**HOW TO COMPLETE THIS TASK**:
The word "warn" occurs in some of the lines below; copy each of those lines.

Stored items:
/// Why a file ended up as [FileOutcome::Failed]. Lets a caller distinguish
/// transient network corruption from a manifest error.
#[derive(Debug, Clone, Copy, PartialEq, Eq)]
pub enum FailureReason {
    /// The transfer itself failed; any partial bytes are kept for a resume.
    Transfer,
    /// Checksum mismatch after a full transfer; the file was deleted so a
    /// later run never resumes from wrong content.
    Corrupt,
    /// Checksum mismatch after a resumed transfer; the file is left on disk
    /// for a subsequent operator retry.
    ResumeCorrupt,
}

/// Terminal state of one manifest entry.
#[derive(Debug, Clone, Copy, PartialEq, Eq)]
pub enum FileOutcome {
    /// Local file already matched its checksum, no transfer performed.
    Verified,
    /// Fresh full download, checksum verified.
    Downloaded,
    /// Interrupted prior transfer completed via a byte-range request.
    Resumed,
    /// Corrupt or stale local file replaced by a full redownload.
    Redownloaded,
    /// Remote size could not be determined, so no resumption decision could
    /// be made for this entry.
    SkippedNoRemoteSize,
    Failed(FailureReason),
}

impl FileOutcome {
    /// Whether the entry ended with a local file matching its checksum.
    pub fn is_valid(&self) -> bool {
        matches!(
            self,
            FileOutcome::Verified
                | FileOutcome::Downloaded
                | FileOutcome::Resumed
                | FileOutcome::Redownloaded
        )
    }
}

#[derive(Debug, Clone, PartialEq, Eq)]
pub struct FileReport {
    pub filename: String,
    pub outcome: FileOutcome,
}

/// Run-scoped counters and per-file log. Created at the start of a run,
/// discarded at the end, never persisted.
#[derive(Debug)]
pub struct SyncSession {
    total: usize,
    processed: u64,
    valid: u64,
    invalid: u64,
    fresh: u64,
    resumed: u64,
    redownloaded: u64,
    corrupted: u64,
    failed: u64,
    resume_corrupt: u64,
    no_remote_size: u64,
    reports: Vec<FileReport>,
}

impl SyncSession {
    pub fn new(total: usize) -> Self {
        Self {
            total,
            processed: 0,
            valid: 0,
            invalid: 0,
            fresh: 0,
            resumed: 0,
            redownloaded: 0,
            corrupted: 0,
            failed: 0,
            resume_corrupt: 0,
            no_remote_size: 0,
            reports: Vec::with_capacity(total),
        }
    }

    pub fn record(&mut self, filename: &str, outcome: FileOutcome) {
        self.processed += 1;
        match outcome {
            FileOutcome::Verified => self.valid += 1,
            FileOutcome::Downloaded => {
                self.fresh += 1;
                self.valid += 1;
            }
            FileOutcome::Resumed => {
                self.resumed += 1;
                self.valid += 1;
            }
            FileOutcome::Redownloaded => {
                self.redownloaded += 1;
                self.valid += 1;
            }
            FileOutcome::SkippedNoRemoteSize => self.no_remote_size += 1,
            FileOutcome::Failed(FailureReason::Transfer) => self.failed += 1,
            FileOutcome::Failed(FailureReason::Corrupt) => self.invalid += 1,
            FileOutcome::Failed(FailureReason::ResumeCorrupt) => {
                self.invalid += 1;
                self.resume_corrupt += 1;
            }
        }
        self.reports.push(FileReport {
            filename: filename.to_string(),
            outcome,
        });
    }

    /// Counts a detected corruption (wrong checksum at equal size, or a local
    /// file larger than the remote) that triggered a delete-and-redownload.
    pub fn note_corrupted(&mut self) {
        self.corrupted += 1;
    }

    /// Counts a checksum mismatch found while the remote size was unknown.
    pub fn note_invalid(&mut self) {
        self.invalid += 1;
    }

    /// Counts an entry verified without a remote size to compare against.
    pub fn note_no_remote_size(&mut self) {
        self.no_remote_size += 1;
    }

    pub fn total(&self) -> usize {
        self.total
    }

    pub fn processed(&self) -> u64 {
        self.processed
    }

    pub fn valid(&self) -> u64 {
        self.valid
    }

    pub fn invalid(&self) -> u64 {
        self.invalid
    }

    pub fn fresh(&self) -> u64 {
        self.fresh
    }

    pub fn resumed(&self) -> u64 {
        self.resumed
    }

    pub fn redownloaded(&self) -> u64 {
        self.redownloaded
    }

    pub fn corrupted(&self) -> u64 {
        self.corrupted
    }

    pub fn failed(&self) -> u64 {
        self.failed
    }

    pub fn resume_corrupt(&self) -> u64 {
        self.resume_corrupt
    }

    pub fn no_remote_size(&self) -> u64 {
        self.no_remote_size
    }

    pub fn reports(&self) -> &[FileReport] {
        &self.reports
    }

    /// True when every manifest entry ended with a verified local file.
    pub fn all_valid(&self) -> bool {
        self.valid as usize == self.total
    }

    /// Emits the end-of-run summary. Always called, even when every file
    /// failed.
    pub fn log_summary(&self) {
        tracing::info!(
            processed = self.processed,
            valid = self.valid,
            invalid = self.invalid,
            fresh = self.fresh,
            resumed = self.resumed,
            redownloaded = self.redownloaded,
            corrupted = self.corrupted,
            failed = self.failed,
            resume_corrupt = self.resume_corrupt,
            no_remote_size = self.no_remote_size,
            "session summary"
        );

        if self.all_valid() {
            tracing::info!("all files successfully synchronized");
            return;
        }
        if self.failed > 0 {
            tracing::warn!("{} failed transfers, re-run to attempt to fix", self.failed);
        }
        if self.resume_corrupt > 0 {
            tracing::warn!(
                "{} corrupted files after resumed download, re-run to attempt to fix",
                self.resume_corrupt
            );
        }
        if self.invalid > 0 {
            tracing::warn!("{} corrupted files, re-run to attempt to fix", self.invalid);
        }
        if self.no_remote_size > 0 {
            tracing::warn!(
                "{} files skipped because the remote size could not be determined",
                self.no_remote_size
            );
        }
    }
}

**ANSWER**:
            tracing::warn!("{} failed transfers, re-run to attempt to fix", self.failed);
            tracing::warn!(
            tracing::warn!("{} corrupted files, re-run to attempt to fix", self.invalid);
            tracing::warn!(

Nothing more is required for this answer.